What the exercise asks: The lines to be copied are those below that contain "camera".

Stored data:
- - - - -

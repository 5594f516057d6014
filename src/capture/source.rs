//! Frame source abstraction.
//!
//! This module provides a trait-based abstraction over camera hardware,
//! allowing for both real camera input and deterministic synthetic
//! sources for testing. The engine never touches a camera API directly;
//! everything goes through [`FrameSource`].

use super::{CaptureConfig, RawFrame};
use std::sync::atomic::{AtomicU32, AtomicU64, Ordering};
use std::sync::Arc;
use thiserror::Error;

/// Errors that can occur during frame source operations.
#[derive(Debug, Error)]
pub enum SourceError {
    #[error("camera device not found: {0}")]
    DeviceNotFound(String),
    #[error("camera permission denied: {0}")]
    PermissionDenied(String),
    #[error("failed to open camera: {0}")]
    OpenFailed(String),
    #[error("failed to configure camera: {0}")]
    ConfigFailed(String),
    #[error("failed to capture frame: {0}")]
    CaptureFailed(String),
    #[error("frame source not initialized")]
    NotInitialized,
}

/// Trait for frame source implementations.
///
/// This abstraction allows swapping between real camera hardware
/// and synthetic implementations for testing. Acquisition is a
/// one-shot operation: the engine never retries a failed `open`.
pub trait FrameSource {
    /// Opens and initializes the source with the given configuration.
    fn open(&mut self, config: &CaptureConfig) -> Result<(), SourceError>;

    /// Captures a single frame.
    fn capture(&mut self) -> Result<RawFrame, SourceError>;

    /// Checks if the source is currently open.
    fn is_open(&self) -> bool;

    /// Closes the source and releases the underlying hardware.
    fn close(&mut self);
}

/// Observable counters for a [`SyntheticSource`].
///
/// Lifecycle tests hold onto the probe after the source has been moved
/// into the engine, to verify that the camera is acquired lazily and
/// released when the last subscriber leaves.
#[derive(Debug, Default)]
pub struct SourceProbe {
    opens: AtomicU32,
    closes: AtomicU32,
    captures: AtomicU64,
}

impl SourceProbe {
    /// Number of successful `open` calls observed.
    pub fn opens(&self) -> u32 {
        self.opens.load(Ordering::Acquire)
    }

    /// Number of `close` calls observed.
    pub fn closes(&self) -> u32 {
        self.closes.load(Ordering::Acquire)
    }

    /// Number of frames captured.
    pub fn captures(&self) -> u64 {
        self.captures.load(Ordering::Acquire)
    }

    /// True while the source is held open.
    pub fn is_open(&self) -> bool {
        self.opens() > self.closes()
    }
}

/// Deterministic synthetic frame source for tests and demos.
///
/// Generates a textured sinusoidal pattern that drifts a fixed number
/// of pixels per frame, so block matching sees genuine motion with a
/// known direction. A zero drift produces identical consecutive frames.
pub struct SyntheticSource {
    config: Option<CaptureConfig>,
    sequence: u64,
    /// Pattern drift in pixels per frame (dx, dy).
    drift: (f64, f64),
    /// When set, `open` fails with a permission error.
    deny_open: bool,
    probe: Arc<SourceProbe>,
}

impl SyntheticSource {
    /// Creates a static source (identical frames, zero flow).
    pub fn new() -> Self {
        Self::with_drift(0.0, 0.0)
    }

    /// Creates a source whose pattern drifts by the given pixels per frame.
    pub fn with_drift(dx: f64, dy: f64) -> Self {
        Self {
            config: None,
            sequence: 0,
            drift: (dx, dy),
            deny_open: false,
            probe: Arc::new(SourceProbe::default()),
        }
    }

    /// Creates a source that refuses to open, simulating a denied
    /// camera permission.
    pub fn denied() -> Self {
        Self {
            deny_open: true,
            ..Self::new()
        }
    }

    /// Returns a handle to the lifecycle probe.
    pub fn probe(&self) -> Arc<SourceProbe> {
        Arc::clone(&self.probe)
    }

    fn pattern_value(&self, x: u32, y: u32) -> u8 {
        let (dx, dy) = self.drift;
        let fx = x as f64 - dx * self.sequence as f64;
        let fy = y as f64 - dy * self.sequence as f64;
        // Two crossed sine waves give gradient texture everywhere.
        let v = (fx * 0.35).sin() * (fy * 0.35).sin();
        (127.5 * (1.0 + v)) as u8
    }
}

impl Default for SyntheticSource {
    fn default() -> Self {
        Self::new()
    }
}

impl FrameSource for SyntheticSource {
    fn open(&mut self, config: &CaptureConfig) -> Result<(), SourceError> {
        if self.deny_open {
            return Err(SourceError::PermissionDenied("synthetic denial".into()));
        }
        config
            .validate()
            .map_err(|e| SourceError::ConfigFailed(e.to_string()))?;
        self.config = Some(config.clone());
        self.sequence = 0;
        self.probe.opens.fetch_add(1, Ordering::AcqRel);
        tracing::info!(?config, "SyntheticSource opened");
        Ok(())
    }

    fn capture(&mut self) -> Result<RawFrame, SourceError> {
        let config = self.config.as_ref().ok_or(SourceError::NotInitialized)?;
        let (width, height) = (config.width, config.height);

        let mut pixels = Vec::with_capacity((width * height * 3) as usize);
        for y in 0..height {
            for x in 0..width {
                let v = self.pattern_value(x, y);
                pixels.extend_from_slice(&[v, v, v]);
            }
        }

        self.sequence += 1;
        self.probe.captures.fetch_add(1, Ordering::AcqRel);
        Ok(RawFrame::new(pixels, width, height, self.sequence))
    }

    fn is_open(&self) -> bool {
        self.config.is_some()
    }

    fn close(&mut self) {
        if self.config.take().is_some() {
            self.probe.closes.fetch_add(1, Ordering::AcqRel);
            tracing::info!("SyntheticSource closed");
        }
    }
}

- - - - -

The answer:
//! This module provides a trait-based abstraction over camera hardware,
//! allowing for both real camera input and deterministic synthetic
//! sources for testing. The engine never touches a camera API directly;
    #[error("camera device not found: {0}")]
    #[error("camera permission denied: {0}")]
    #[error("failed to open camera: {0}")]
    #[error("failed to configure camera: {0}")]
/// This abstraction allows swapping between real camera hardware
/// into the engine, to verify that the camera is acquired lazily and
    /// camera permission.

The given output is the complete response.